Task prompt
Filter the records below for the word "addr". Keep each line that has it.

[[ Extracted information open ]]

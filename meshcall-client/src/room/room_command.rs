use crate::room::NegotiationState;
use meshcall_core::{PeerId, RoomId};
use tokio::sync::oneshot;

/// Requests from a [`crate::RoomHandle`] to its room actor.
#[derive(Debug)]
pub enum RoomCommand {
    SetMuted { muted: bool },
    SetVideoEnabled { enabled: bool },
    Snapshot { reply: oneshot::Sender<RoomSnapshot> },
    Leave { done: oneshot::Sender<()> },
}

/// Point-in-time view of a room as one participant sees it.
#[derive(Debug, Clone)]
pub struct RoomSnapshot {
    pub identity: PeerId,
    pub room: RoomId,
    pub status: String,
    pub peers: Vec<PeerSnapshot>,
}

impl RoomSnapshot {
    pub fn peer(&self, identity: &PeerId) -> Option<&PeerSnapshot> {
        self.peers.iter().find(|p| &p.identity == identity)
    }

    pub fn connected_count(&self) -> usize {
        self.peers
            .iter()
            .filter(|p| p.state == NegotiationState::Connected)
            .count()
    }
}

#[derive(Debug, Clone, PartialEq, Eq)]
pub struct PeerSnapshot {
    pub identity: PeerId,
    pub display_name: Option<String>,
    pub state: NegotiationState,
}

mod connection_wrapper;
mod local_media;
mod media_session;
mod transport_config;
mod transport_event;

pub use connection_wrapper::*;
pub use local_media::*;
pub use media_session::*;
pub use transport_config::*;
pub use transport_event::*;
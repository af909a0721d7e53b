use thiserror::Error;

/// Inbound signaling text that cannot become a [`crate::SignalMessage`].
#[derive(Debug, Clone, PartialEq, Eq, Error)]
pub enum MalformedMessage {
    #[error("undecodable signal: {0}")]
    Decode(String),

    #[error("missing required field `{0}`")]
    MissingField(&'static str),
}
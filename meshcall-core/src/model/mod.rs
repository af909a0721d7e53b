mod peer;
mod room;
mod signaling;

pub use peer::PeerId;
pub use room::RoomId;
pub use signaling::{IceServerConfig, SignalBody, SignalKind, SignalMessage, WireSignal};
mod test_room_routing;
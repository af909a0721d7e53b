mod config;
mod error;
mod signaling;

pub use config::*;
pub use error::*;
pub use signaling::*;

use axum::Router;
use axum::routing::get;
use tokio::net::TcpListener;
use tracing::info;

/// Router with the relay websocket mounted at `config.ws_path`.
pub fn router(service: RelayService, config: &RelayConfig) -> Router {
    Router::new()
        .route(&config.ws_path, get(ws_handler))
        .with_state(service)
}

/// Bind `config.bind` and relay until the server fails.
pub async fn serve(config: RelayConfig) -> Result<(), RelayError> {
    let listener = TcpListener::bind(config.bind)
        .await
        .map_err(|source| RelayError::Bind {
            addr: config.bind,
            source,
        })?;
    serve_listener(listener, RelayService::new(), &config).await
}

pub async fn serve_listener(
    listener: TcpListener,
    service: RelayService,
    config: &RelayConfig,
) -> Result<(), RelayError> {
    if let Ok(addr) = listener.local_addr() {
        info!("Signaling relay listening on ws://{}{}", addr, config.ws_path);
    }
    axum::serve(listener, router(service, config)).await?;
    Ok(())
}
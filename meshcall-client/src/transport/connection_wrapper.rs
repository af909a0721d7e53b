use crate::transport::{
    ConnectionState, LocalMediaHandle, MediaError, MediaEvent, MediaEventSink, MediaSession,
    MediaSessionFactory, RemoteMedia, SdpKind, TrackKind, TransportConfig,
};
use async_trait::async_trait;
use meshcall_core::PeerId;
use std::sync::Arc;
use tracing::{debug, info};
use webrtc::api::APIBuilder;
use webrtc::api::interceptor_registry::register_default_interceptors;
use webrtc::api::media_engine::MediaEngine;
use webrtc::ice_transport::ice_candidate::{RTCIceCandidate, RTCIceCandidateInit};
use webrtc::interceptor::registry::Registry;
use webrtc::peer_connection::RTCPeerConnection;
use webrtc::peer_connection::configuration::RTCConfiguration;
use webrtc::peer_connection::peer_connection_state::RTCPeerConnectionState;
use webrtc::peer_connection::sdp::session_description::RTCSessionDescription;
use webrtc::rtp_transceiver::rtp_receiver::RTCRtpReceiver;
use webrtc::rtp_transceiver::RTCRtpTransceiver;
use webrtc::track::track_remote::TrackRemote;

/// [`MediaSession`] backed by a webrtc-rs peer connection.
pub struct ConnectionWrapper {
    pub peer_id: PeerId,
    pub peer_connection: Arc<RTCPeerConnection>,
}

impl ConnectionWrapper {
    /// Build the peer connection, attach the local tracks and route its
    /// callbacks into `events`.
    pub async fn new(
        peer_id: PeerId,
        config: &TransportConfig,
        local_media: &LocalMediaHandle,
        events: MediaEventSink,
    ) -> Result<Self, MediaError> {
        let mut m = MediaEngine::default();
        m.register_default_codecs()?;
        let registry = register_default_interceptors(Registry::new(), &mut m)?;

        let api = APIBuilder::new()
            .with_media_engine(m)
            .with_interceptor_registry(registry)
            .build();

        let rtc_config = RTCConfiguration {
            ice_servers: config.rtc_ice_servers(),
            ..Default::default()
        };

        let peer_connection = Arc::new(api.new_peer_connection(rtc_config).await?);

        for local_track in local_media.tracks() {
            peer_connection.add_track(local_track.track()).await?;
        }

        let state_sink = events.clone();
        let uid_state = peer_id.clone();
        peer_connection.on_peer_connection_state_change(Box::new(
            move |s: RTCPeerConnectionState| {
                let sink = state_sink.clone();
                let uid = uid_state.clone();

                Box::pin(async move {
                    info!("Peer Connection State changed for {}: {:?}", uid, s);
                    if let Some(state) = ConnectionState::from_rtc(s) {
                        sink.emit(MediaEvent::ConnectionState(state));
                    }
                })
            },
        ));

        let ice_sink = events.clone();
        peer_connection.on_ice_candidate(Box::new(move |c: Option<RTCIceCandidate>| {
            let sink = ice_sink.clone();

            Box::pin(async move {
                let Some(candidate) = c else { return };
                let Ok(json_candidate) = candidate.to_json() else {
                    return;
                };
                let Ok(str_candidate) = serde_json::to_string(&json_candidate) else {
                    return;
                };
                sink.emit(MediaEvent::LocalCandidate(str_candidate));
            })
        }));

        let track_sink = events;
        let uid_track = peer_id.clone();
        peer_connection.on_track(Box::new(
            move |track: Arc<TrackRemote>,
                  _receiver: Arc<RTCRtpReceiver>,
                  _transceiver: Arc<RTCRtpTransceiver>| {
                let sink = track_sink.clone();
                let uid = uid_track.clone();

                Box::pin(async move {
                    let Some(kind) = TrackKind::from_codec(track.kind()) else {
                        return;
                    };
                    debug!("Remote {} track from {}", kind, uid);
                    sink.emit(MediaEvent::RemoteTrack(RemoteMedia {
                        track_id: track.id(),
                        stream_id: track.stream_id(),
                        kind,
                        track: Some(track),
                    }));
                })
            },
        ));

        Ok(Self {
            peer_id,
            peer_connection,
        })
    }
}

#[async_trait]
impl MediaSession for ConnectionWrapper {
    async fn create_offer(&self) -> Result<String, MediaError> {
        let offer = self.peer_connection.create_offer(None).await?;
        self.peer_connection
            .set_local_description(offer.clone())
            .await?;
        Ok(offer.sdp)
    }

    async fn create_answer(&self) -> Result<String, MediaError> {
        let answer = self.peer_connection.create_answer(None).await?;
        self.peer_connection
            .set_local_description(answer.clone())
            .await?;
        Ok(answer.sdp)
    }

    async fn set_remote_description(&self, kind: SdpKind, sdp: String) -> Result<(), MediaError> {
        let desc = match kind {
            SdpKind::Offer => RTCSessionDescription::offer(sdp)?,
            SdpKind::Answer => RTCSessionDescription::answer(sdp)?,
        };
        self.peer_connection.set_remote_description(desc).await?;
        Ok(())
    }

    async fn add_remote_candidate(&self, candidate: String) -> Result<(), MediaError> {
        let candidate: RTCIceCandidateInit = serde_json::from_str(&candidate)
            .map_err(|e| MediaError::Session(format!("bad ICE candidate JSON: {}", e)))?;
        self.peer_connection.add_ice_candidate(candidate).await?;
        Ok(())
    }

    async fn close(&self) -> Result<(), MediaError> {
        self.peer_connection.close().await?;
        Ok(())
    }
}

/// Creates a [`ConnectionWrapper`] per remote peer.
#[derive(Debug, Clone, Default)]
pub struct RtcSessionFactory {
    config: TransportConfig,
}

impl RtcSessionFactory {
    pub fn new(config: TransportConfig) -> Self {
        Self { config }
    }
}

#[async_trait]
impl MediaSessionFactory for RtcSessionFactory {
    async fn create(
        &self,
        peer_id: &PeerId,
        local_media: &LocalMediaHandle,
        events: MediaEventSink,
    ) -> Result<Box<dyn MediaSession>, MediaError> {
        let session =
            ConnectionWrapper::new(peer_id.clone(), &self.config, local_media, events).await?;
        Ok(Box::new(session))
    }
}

[[ Extracted information closed ]]

Exercise solution
            addr: config.bind,
    if let Ok(addr) = listener.local_addr() {
        info!("Signaling relay listening on ws://{}{}", addr, config.ws_path);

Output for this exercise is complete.